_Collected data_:
--- START ---
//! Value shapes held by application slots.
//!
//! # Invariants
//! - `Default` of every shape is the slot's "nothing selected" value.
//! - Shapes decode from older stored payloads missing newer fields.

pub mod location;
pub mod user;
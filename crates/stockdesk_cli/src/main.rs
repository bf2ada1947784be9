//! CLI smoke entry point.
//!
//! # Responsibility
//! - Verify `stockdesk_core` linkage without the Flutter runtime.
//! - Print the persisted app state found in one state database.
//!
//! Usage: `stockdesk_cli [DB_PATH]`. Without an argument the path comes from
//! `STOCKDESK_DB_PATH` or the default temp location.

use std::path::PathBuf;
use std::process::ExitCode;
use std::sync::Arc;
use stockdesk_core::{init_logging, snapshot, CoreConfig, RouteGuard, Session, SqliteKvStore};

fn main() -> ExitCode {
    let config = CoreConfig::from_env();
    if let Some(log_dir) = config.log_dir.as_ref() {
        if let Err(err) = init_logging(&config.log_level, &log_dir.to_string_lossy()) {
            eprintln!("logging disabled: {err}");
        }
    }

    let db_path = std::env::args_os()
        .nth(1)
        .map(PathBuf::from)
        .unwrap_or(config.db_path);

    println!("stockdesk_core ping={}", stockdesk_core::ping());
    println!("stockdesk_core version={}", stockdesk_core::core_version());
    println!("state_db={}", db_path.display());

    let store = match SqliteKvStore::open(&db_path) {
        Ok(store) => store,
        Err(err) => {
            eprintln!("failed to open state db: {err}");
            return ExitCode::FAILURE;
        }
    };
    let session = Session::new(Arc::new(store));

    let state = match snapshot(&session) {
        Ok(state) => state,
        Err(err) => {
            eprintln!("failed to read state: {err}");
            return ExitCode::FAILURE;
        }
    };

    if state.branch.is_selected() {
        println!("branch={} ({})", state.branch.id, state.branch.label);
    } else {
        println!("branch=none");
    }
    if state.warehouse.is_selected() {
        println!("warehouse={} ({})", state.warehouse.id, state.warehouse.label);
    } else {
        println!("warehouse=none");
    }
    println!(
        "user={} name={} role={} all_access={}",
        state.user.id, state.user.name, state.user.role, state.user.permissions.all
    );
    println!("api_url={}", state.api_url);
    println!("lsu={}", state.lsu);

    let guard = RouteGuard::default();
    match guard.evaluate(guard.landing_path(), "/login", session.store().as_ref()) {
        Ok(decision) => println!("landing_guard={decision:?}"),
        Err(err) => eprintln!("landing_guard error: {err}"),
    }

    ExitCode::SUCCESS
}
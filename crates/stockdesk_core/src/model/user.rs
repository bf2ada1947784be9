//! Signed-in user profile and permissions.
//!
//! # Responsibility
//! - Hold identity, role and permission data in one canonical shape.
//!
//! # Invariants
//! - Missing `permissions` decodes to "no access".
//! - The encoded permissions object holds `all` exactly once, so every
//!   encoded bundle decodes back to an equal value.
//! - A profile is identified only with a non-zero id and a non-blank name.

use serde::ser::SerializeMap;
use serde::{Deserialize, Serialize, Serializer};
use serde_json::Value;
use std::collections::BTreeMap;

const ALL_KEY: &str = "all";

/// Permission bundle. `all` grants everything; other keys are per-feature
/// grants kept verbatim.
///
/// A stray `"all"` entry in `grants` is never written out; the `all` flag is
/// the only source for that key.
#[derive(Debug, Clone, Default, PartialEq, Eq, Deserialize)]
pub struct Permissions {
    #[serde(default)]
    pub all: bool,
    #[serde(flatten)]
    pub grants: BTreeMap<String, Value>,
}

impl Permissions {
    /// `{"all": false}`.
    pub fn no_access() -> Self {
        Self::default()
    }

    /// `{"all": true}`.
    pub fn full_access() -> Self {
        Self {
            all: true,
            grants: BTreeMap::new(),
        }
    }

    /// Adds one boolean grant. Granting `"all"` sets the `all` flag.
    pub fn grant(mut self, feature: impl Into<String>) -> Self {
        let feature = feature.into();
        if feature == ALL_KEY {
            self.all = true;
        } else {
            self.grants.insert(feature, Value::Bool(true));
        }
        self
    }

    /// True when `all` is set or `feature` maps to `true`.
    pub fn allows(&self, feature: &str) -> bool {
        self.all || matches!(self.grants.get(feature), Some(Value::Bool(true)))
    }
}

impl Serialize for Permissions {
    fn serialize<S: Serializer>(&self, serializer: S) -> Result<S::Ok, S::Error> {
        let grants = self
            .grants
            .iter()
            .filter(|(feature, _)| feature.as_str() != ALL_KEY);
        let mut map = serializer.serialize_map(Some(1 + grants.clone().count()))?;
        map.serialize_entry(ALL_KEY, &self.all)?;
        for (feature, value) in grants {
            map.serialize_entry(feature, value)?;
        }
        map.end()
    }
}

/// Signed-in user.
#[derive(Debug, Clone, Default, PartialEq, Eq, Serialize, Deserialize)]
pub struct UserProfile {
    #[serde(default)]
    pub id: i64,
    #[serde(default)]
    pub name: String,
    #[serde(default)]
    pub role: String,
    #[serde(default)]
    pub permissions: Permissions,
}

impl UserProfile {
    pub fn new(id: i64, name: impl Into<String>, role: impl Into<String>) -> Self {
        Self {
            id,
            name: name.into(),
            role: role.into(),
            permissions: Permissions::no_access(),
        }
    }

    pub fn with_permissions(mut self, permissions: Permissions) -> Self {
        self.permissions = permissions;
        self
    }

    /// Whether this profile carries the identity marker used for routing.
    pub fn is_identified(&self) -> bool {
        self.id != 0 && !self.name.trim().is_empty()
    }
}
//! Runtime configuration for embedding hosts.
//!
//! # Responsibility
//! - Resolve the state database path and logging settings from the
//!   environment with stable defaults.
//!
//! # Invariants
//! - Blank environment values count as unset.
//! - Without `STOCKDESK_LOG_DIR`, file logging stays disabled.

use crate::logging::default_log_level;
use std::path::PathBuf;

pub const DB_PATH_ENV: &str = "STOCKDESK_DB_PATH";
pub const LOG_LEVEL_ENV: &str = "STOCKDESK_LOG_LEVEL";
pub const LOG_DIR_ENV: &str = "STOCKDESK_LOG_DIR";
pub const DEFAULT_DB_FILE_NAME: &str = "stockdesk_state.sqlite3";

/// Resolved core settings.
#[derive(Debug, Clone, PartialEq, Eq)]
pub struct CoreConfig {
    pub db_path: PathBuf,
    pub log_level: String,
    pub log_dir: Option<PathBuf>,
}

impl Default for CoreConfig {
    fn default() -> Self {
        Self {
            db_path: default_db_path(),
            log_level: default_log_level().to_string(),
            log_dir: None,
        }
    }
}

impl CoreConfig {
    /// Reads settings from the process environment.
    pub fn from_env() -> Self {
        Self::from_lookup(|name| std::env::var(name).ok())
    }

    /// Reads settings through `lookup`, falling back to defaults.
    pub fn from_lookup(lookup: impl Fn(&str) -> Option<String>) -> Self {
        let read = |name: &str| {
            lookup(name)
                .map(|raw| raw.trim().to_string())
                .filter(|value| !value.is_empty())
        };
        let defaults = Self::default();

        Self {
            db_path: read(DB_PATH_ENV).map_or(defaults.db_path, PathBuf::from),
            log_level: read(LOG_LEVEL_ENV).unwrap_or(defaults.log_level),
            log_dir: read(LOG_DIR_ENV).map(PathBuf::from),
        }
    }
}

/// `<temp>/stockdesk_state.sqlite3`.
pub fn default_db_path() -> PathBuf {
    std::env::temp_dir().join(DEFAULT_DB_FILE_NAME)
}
--- END ---
_AIM OF THE EXERCISE_:
Repeat all the entries exactly as given.

_TASK RESULT_:
//! Value shapes held by application slots.
//!
//! # Invariants
//! - `Default` of every shape is the slot's "nothing selected" value.
//! - Shapes decode from older stored payloads missing newer fields.

pub mod location;
pub mod user;
filename crates/stockdesk_cli/src/main.rs
repository bf2ada1947784be9
//! CLI smoke entry point.
//!
//! # Responsibility
//! - Verify `stockdesk_core` linkage without the Flutter runtime.
//! - Print the persisted app state found in one state database.
//!
//! Usage: `stockdesk_cli [DB_PATH]`. Without an argument the path comes from
//! `STOCKDESK_DB_PATH` or the default temp location.

use std::path::PathBuf;
use std::process::ExitCode;
use std::sync::Arc;
use stockdesk_core::{init_logging, snapshot, CoreConfig, RouteGuard, Session, SqliteKvStore};

fn main() -> ExitCode {
    let config = CoreConfig::from_env();
    if let Some(log_dir) = config.log_dir.as_ref() {
        if let Err(err) = init_logging(&config.log_level, &log_dir.to_string_lossy()) {
            eprintln!("logging disabled: {err}");
        }
    }

    let db_path = std::env::args_os()
        .nth(1)
        .map(PathBuf::from)
        .unwrap_or(config.db_path);

    println!("stockdesk_core ping={}", stockdesk_core::ping());
    println!("stockdesk_core version={}", stockdesk_core::core_version());
    println!("state_db={}", db_path.display());

    let store = match SqliteKvStore::open(&db_path) {
        Ok(store) => store,
        Err(err) => {
            eprintln!("failed to open state db: {err}");
            return ExitCode::FAILURE;
        }
    };
    let session = Session::new(Arc::new(store));

    let state = match snapshot(&session) {
        Ok(state) => state,
        Err(err) => {
            eprintln!("failed to read state: {err}");
            return ExitCode::FAILURE;
        }
    };

    if state.branch.is_selected() {
        println!("branch={} ({})", state.branch.id, state.branch.label);
    } else {
        println!("branch=none");
    }
    if state.warehouse.is_selected() {
        println!("warehouse={} ({})", state.warehouse.id, state.warehouse.label);
    } else {
        println!("warehouse=none");
    }
    println!(
        "user={} name={} role={} all_access={}",
        state.user.id, state.user.name, state.user.role, state.user.permissions.all
    );
    println!("api_url={}", state.api_url);
    println!("lsu={}", state.lsu);

    let guard = RouteGuard::default();
    match guard.evaluate(guard.landing_path(), "/login", session.store().as_ref()) {
        Ok(decision) => println!("landing_guard={decision:?}"),
        Err(err) => eprintln!("landing_guard error: {err}"),
    }

    ExitCode::SUCCESS
}
filename crates/stockdesk_core/src/model/user.rs
repository bf2ada1947784be9
//! Signed-in user profile and permissions.
//!
//! # Responsibility
//! - Hold identity, role and permission data in one canonical shape.
//!
//! # Invariants
//! - Missing `permissions` decodes to "no access".
//! - The encoded permissions object holds `all` exactly once, so every
//!   encoded bundle decodes back to an equal value.
//! - A profile is identified only with a non-zero id and a non-blank name.

use serde::ser::SerializeMap;
use serde::{Deserialize, Serialize, Serializer};
use serde_json::Value;
use std::collections::BTreeMap;

const ALL_KEY: &str = "all";

/// Permission bundle. `all` grants everything; other keys are per-feature
/// grants kept verbatim.
///
/// A stray `"all"` entry in `grants` is never written out; the `all` flag is
/// the only source for that key.
#[derive(Debug, Clone, Default, PartialEq, Eq, Deserialize)]
pub struct Permissions {
    #[serde(default)]
    pub all: bool,
    #[serde(flatten)]
    pub grants: BTreeMap<String, Value>,
}

impl Permissions {
    /// `{"all": false}`.
    pub fn no_access() -> Self {
        Self::default()
    }

    /// `{"all": true}`.
    pub fn full_access() -> Self {
        Self {
            all: true,
            grants: BTreeMap::new(),
        }
    }

    /// Adds one boolean grant. Granting `"all"` sets the `all` flag.
    pub fn grant(mut self, feature: impl Into<String>) -> Self {
        let feature = feature.into();
        if feature == ALL_KEY {
            self.all = true;
        } else {
            self.grants.insert(feature, Value::Bool(true));
        }
        self
    }

    /// True when `all` is set or `feature` maps to `true`.
    pub fn allows(&self, feature: &str) -> bool {
        self.all || matches!(self.grants.get(feature), Some(Value::Bool(true)))
    }
}

impl Serialize for Permissions {
    fn serialize<S: Serializer>(&self, serializer: S) -> Result<S::Ok, S::Error> {
        let grants = self
            .grants
            .iter()
            .filter(|(feature, _)| feature.as_str() != ALL_KEY);
        let mut map = serializer.serialize_map(Some(1 + grants.clone().count()))?;
        map.serialize_entry(ALL_KEY, &self.all)?;
        for (feature, value) in grants {
            map.serialize_entry(feature, value)?;
        }
        map.end()
    }
}

/// Signed-in user.
#[derive(Debug, Clone, Default, PartialEq, Eq, Serialize, Deserialize)]
pub struct UserProfile {
    #[serde(default)]
    pub id: i64,
    #[serde(default)]
    pub name: String,
    #[serde(default)]
    pub role: String,
    #[serde(default)]
    pub permissions: Permissions,
}

impl UserProfile {
    pub fn new(id: i64, name: impl Into<String>, role: impl Into<String>) -> Self {
        Self {
            id,
            name: name.into(),
            role: role.into(),
            permissions: Permissions::no_access(),
        }
    }

    pub fn with_permissions(mut self, permissions: Permissions) -> Self {
        self.permissions = permissions;
        self
    }

    /// Whether this profile carries the identity marker used for routing.
    pub fn is_identified(&self) -> bool {
        self.id != 0 && !self.name.trim().is_empty()
    }
}
//! Runtime configuration for embedding hosts.
//!
//! # Responsibility
//! - Resolve the state database path and logging settings from the
//!   environment with stable defaults.
//!
//! # Invariants
//! - Blank environment values count as unset.
//! - Without `STOCKDESK_LOG_DIR`, file logging stays disabled.

use crate::logging::default_log_level;
use std::path::PathBuf;

pub const DB_PATH_ENV: &str = "STOCKDESK_DB_PATH";
pub const LOG_LEVEL_ENV: &str = "STOCKDESK_LOG_LEVEL";
pub const LOG_DIR_ENV: &str = "STOCKDESK_LOG_DIR";
pub const DEFAULT_DB_FILE_NAME: &str = "stockdesk_state.sqlite3";

/// Resolved core settings.
#[derive(Debug, Clone, PartialEq, Eq)]
pub struct CoreConfig {
    pub db_path: PathBuf,
    pub log_level: String,
    pub log_dir: Option<PathBuf>,
}

impl Default for CoreConfig {
    fn default() -> Self {
        Self {
            db_path: default_db_path(),
            log_level: default_log_level().to_string(),
            log_dir: None,
        }
    }
}

impl CoreConfig {
    /// Reads settings from the process environment.
    pub fn from_env() -> Self {
        Self::from_lookup(|name| std::env::var(name).ok())
    }

    /// Reads settings through `lookup`, falling back to defaults.
    pub fn from_lookup(lookup: impl Fn(&str) -> Option<String>) -> Self {
        let read = |name: &str| {
            lookup(name)
                .map(|raw| raw.trim().to_string())
                .filter(|value| !value.is_empty())
        };
        let defaults = Self::default();

        Self {
            db_path: read(DB_PATH_ENV).map_or(defaults.db_path, PathBuf::from),
            log_level: read(LOG_LEVEL_ENV).unwrap_or(defaults.log_level),
            log_dir: read(LOG_DIR_ENV).map(PathBuf::from),
        }
    }
}

/// `<temp>/stockdesk_state.sqlite3`.
pub fn default_db_path() -> PathBuf {
    std::env::temp_dir().join(DEFAULT_DB_FILE_NAME)
}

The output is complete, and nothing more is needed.